*** Opening of RECORD EXTRACTS ***

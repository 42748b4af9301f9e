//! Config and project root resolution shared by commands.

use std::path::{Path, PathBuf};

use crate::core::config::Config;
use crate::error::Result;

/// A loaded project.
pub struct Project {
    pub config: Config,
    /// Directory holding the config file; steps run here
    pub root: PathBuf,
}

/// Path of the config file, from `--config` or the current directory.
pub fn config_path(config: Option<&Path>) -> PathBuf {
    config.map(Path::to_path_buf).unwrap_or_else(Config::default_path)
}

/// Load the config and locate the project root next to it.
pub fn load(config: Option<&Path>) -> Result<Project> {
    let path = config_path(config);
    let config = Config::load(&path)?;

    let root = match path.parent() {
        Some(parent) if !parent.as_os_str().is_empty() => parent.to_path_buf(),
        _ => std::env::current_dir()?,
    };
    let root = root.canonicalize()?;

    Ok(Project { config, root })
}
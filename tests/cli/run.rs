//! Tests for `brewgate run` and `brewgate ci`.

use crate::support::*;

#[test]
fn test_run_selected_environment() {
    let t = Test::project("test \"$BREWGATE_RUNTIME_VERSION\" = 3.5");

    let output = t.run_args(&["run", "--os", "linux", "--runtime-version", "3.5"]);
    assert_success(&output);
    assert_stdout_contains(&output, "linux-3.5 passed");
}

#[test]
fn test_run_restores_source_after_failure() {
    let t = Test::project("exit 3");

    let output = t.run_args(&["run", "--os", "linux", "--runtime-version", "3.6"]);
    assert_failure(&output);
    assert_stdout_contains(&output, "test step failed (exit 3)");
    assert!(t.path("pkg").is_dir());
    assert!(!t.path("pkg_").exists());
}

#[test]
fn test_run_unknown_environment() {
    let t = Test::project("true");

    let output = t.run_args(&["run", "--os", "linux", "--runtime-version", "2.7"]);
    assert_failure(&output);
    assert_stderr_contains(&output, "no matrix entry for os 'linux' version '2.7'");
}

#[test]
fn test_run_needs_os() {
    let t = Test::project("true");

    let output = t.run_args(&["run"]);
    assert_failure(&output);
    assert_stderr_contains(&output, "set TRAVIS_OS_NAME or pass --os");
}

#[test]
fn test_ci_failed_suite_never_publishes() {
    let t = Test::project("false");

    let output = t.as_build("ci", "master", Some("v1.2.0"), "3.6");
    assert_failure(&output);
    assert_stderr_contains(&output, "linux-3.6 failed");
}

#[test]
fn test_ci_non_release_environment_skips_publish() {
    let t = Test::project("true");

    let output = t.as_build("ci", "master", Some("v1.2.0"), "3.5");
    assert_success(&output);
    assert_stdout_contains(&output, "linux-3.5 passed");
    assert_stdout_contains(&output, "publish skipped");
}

*** Close of RECORD EXTRACTS ***

§ GOAL OF THE EXERCISE:
Across the records above, show each line containing the word "root".

§ ANSWER TO THIS PROBLEM:
//! Config and project root resolution shared by commands.
    pub root: PathBuf,
/// Load the config and locate the project root next to it.
    let root = match path.parent() {
    let root = root.canonicalize()?;
    Ok(Project { config, root })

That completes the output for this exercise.